* [THE DATA]:
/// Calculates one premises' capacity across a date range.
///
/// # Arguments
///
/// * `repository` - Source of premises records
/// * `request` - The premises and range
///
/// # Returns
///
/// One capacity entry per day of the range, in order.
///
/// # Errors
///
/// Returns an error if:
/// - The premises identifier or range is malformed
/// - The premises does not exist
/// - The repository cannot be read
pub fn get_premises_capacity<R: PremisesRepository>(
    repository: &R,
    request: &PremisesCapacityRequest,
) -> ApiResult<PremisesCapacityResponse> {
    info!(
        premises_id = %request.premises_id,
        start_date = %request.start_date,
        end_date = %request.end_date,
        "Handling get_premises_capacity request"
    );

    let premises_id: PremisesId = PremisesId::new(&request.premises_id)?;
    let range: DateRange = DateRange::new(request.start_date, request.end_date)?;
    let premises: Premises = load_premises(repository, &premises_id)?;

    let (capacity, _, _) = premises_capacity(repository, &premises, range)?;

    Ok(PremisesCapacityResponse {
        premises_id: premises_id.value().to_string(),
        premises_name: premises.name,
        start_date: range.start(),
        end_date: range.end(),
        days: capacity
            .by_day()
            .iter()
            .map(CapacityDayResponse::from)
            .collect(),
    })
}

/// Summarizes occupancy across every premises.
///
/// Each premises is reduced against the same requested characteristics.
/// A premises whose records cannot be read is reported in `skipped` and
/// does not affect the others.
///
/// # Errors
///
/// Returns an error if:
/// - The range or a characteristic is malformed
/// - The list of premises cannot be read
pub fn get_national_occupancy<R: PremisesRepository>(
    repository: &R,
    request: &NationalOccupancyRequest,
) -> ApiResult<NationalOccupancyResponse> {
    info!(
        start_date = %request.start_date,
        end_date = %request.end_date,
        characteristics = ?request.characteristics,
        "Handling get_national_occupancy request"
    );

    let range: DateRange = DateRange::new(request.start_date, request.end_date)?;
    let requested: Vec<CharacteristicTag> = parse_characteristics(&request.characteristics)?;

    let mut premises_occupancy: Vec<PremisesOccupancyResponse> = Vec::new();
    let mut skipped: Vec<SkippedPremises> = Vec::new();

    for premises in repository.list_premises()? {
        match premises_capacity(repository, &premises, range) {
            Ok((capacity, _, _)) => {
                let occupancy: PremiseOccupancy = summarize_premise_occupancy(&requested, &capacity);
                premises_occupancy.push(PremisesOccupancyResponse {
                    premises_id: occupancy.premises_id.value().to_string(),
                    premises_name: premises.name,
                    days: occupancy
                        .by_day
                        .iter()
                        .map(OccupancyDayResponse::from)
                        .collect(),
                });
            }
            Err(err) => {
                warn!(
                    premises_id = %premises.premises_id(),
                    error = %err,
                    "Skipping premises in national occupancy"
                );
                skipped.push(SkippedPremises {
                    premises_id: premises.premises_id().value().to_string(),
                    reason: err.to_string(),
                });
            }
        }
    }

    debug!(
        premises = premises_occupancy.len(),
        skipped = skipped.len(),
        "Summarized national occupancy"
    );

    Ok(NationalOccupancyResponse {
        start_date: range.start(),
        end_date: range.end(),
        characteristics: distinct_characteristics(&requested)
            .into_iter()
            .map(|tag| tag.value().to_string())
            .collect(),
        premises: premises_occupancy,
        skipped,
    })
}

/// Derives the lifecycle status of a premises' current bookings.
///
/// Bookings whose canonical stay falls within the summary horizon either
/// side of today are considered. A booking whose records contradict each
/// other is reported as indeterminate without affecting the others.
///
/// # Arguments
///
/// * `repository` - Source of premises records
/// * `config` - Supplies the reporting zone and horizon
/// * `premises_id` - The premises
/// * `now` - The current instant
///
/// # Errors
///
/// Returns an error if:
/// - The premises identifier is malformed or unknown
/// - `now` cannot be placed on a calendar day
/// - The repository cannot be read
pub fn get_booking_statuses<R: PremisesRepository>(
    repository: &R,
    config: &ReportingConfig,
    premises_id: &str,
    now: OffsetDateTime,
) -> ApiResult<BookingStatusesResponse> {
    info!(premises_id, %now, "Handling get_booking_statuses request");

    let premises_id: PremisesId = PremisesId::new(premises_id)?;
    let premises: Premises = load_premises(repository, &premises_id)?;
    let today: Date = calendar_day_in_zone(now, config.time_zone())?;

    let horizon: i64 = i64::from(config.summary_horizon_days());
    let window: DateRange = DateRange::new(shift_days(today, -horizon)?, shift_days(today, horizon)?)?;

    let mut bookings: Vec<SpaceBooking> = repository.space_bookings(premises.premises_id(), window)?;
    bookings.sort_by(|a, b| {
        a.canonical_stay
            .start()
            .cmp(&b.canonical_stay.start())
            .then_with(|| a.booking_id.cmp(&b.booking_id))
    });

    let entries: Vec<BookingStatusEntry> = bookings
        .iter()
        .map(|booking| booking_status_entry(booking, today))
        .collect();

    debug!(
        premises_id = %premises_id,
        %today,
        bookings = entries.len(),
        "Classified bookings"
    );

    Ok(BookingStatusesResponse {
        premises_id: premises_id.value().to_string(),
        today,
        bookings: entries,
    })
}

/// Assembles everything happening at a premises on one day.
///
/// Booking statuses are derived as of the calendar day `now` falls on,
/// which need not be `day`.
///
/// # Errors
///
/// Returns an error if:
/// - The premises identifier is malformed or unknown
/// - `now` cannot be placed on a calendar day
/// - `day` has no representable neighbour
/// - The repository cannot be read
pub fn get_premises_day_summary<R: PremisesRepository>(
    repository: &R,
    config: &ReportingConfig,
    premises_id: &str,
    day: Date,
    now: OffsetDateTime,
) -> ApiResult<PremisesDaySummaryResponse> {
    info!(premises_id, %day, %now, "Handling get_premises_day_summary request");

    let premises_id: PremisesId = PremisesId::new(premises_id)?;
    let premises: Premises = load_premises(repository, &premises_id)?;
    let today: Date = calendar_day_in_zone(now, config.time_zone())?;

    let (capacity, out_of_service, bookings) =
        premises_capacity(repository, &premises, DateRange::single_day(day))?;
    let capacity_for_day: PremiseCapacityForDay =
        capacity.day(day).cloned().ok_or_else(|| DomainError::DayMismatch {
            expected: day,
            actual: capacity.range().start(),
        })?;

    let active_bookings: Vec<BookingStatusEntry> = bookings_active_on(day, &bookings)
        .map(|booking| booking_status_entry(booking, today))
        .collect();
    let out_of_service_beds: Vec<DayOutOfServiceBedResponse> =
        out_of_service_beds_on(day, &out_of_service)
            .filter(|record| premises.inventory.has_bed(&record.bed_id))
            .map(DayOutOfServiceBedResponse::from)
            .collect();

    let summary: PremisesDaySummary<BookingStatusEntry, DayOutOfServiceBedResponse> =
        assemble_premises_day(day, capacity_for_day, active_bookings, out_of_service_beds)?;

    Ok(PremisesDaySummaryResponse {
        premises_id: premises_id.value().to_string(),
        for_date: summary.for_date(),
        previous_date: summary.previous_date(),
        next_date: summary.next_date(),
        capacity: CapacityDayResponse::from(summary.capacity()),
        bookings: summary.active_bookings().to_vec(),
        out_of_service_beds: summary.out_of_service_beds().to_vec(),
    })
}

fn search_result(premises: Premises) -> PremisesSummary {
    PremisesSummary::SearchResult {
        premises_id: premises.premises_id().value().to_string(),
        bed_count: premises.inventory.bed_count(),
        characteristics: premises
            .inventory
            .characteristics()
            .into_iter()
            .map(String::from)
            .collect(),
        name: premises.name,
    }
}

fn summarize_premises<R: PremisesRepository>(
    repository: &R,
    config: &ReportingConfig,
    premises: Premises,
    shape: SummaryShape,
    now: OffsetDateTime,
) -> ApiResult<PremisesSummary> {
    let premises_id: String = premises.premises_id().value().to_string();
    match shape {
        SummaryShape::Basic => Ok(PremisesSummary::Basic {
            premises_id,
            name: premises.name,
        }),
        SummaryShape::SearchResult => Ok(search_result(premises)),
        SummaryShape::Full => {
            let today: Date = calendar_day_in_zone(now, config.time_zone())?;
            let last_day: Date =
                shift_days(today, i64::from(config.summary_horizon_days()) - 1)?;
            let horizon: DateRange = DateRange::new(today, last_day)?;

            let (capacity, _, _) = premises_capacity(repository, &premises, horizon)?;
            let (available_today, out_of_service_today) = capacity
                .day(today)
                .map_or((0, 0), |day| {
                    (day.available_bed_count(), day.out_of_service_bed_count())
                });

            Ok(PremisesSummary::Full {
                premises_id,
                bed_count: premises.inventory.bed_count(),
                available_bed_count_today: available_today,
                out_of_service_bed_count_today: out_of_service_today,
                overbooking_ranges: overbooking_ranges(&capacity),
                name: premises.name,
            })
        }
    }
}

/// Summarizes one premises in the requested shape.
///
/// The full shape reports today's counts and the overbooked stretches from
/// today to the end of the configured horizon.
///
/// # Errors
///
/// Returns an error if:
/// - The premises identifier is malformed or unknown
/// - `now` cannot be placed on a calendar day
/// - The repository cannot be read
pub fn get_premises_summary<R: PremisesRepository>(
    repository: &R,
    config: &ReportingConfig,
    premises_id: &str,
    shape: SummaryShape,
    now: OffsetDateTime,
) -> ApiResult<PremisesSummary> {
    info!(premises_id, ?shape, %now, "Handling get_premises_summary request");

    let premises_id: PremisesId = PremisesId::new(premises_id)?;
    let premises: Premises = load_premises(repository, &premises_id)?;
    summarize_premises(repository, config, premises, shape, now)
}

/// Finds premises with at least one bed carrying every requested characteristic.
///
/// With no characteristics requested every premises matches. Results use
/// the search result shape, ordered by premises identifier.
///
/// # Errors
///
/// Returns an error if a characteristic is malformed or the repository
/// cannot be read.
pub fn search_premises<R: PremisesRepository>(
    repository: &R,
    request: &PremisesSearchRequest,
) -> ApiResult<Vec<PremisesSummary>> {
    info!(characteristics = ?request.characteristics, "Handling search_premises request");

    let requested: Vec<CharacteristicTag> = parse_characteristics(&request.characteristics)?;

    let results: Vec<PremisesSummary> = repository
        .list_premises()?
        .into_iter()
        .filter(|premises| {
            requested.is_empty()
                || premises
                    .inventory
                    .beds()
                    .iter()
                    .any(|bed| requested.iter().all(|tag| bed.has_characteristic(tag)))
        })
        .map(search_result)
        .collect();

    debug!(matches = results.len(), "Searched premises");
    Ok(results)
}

* [WHAT THIS TASK INVOLVES]: Copy exactly the lines from the top of the entries through the line with "PremisesId = PremisesId::new(&request.premises_id)?;" in it, please, keeping both ends and adding nothing.

* [TASK OUTPUT]:
/// Calculates one premises' capacity across a date range.
///
/// # Arguments
///
/// * `repository` - Source of premises records
/// * `request` - The premises and range
///
/// # Returns
///
/// One capacity entry per day of the range, in order.
///
/// # Errors
///
/// Returns an error if:
/// - The premises identifier or range is malformed
/// - The premises does not exist
/// - The repository cannot be read
pub fn get_premises_capacity<R: PremisesRepository>(
    repository: &R,
    request: &PremisesCapacityRequest,
) -> ApiResult<PremisesCapacityResponse> {
    info!(
        premises_id = %request.premises_id,
        start_date = %request.start_date,
        end_date = %request.end_date,
        "Handling get_premises_capacity request"
    );

    let premises_id: PremisesId = PremisesId::new(&request.premises_id)?;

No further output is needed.